Une fracture entre générations

Le volontariat suffira-t-il à pourvoir les effectifs dont l’armée à besoin ? La CDU/CSU en doute, mais le SPD veut le croire, estimant possible de recruter en recourant à d’autres incitations, financières par exemple. Le texte prévoit qu’à défaut de parvenir à atteindre les objectifs de recrutement sur la base du volontariat, il soit possible de rendre le nouveau service militaire obligatoire avec l’approbation du Bundestag. Une obligation qui ne concernerait que les hommes, une réforme constitutionnelle étant nécessaire pour qu’elle s’applique aux femmes.

Le SPD, sous la pression des Jusos, son mouvement de jeunesse, s’est toutefois assuré qu’aucun automatisme ne soit prévu, comme le souhaitent les conservateurs. « Nous ne voulons pas de possibilité légale activable de faire appel à des conscrits avant que toutes les mesures de recrutement volontaire ne soient épuisées », prévenait ainsi une motion adoptée par le parti, lors de son congrès du 29 juin. Les sondages montrent qu’une majorité d’Allemands est favorable au retour de la conscription, mais révèlent une fracture entre générations : selon un sondage réalisé par Ipsos en juillet, 72 % des plus de 60 ans la soutiennent, contre 52 % pour les 18-39 ans.

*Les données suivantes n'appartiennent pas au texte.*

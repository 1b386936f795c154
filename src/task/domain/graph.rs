//! Dependency graph rules.
//!
//! An edge `A -> B` means `A` is an inflow (prerequisite) of `B`. Checks run
//! against a scratch copy of the graph, so a rejected batch of edges never
//! touches stored tasks.

use super::{Task, TaskId};
use std::collections::{BTreeMap, BTreeSet};
use thiserror::Error;

/// A proposed or existing edge closes a dependency cycle.
#[derive(Debug, Clone, Error, PartialEq, Eq)]
#[error("dependency {from} -> {to} would create a cycle")]
pub struct CycleError {
    /// Prerequisite end of the offending edge.
    pub from: TaskId,
    /// Dependent end of the offending edge.
    pub to: TaskId,
}

/// Adjacency view of the inflow/outflow relation.
#[derive(Debug, Clone, Default, PartialEq, Eq)]
pub struct DependencyGraph {
    edges: BTreeMap<TaskId, BTreeSet<TaskId>>,
}

impl DependencyGraph {
    /// Builds the graph over `tasks`.
    ///
    /// Edges are read from both inflow and outflow sets; edges leading
    /// outside the given tasks are ignored.
    pub fn from_tasks<'a, I>(tasks: I) -> Self
    where
        I: IntoIterator<Item = &'a Task>,
    {
        let collected: Vec<&Task> = tasks.into_iter().collect();
        let mut edges: BTreeMap<TaskId, BTreeSet<TaskId>> = collected
            .iter()
            .map(|task| (task.id().clone(), BTreeSet::new()))
            .collect();
        for task in &collected {
            for inflow in task.inflows() {
                if let Some(targets) = edges.get_mut(inflow) {
                    targets.insert(task.id().clone());
                }
            }
            let known: Vec<TaskId> = task
                .outflows()
                .iter()
                .filter(|outflow| edges.contains_key(*outflow))
                .cloned()
                .collect();
            if let Some(targets) = edges.get_mut(task.id()) {
                targets.extend(known);
            }
        }
        Self { edges }
    }

    /// Returns whether `to` is reachable from `from` along outflow edges.
    #[must_use]
    pub fn reaches(&self, from: &TaskId, to: &TaskId) -> bool {
        let mut visited: BTreeSet<&TaskId> = BTreeSet::new();
        let mut stack = vec![from];
        while let Some(current) = stack.pop() {
            if current == to {
                return true;
            }
            if !visited.insert(current) {
                continue;
            }
            if let Some(targets) = self.edges.get(current) {
                stack.extend(targets.iter());
            }
        }
        false
    }

    /// Adds the edge `from -> to`.
    ///
    /// # Errors
    ///
    /// Returns [`CycleError`] when the edge is a self-loop or `from` is
    /// already reachable from `to`. The graph is unchanged on error.
    pub fn add_edge(&mut self, from: &TaskId, to: &TaskId) -> Result<(), CycleError> {
        if from == to || self.reaches(to, from) {
            return Err(CycleError {
                from: from.clone(),
                to: to.clone(),
            });
        }
        self.edges.entry(to.clone()).or_default();
        self.edges
            .entry(from.clone())
            .or_default()
            .insert(to.clone());
        Ok(())
    }

    /// Checks that every edge in `proposed` can be added together.
    ///
    /// # Errors
    ///
    /// Returns the first [`CycleError`] encountered; `self` is never
    /// modified.
    pub fn check_edges(&self, proposed: &[(TaskId, TaskId)]) -> Result<(), CycleError> {
        let mut scratch = self.clone();
        for (from, to) in proposed {
            scratch.add_edge(from, to)?;
        }
        Ok(())
    }

    /// Verifies the whole graph is acyclic.
    ///
    /// # Errors
    ///
    /// Returns [`CycleError`] naming one edge of a remaining cycle.
    pub fn ensure_acyclic(&self) -> Result<(), CycleError> {
        self.order().map(|_| ())
    }

    /// Returns node identifiers in topological order.
    ///
    /// Kahn's algorithm; nodes that become ready together are emitted in
    /// ascending identifier order.
    ///
    /// # Errors
    ///
    /// Returns [`CycleError`] when nodes remain after the ready set drains.
    pub fn order(&self) -> Result<Vec<TaskId>, CycleError> {
        let mut in_degree: BTreeMap<&TaskId, usize> =
            self.edges.keys().map(|id| (id, 0)).collect();
        for target in self.edges.values().flatten() {
            let degree = in_degree.entry(target).or_insert(0);
            *degree = degree.saturating_add(1);
        }

        let mut ready: BTreeSet<&TaskId> = in_degree
            .iter()
            .filter(|(_, degree)| **degree == 0)
            .map(|(id, _)| *id)
            .collect();
        let mut ordered = Vec::with_capacity(in_degree.len());
        while let Some(id) = ready.pop_first() {
            ordered.push(id.clone());
            for target in self.edges.get(id).into_iter().flatten() {
                if let Some(degree) = in_degree.get_mut(target) {
                    *degree = degree.saturating_sub(1);
                    if *degree == 0 {
                        ready.insert(target);
                    }
                }
            }
        }

        match in_degree.iter().find(|(_, degree)| **degree > 0) {
            None => Ok(ordered),
            Some((stuck, _)) => Err(self.blocking_edge(stuck, &in_degree)),
        }
    }

    fn blocking_edge(&self, stuck: &TaskId, in_degree: &BTreeMap<&TaskId, usize>) -> CycleError {
        let from = self
            .edges
            .iter()
            .find(|(source, targets)| {
                targets.contains(stuck) && in_degree.get(source).is_some_and(|degree| *degree > 0)
            })
            .map_or_else(|| stuck.clone(), |(source, _)| source.clone());
        CycleError {
            from,
            to: stuck.clone(),
        }
    }
}

/// Orders `tasks` so every inflow precedes its dependents.
///
/// Edges to tasks outside the slice are ignored. Ties are broken by
/// ascending task identifier.
///
/// # Errors
///
/// Returns [`CycleError`] if the tasks' edges contain a cycle.
pub fn topological_order(tasks: Vec<Task>) -> Result<Vec<Task>, CycleError> {
    let order = DependencyGraph::from_tasks(&tasks).order()?;
    let mut by_id: BTreeMap<TaskId, Task> = tasks
        .into_iter()
        .map(|task| (task.id().clone(), task))
        .collect();
    Ok(order
        .into_iter()
        .filter_map(|id| by_id.remove(&id))
        .collect())
}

« Il n’y a pas d’autre solution que le service militaire obligatoire », a affirmé Markus Söder, le chef de la CSU bavaroise, dans un entretien à la chaîne publique ARD, le 24 août, rappelant que certains experts avaient prévenu que la Russie pourrait attaquer des pays de l’OTAN dès 2027 ou 2029. Avant l’été, Friedrich Merz avait lui aussi prévenu que, si le volontariat ne suffisait pas, « des mesures supplémentaires » seraient nécessaires « très rapidement ». Même au sein du SPD, des voix comme celles de l’ancien ministre des affaires étrangères Sigmar Gabriel ont incité leurs camarades à « accepter des obligations ». « Une Bundeswehr forte ne sert pas à faire la guerre, mais à la prévenir », a avancé M. Gabriel au quotidien Tagesspiegel, le 23 août.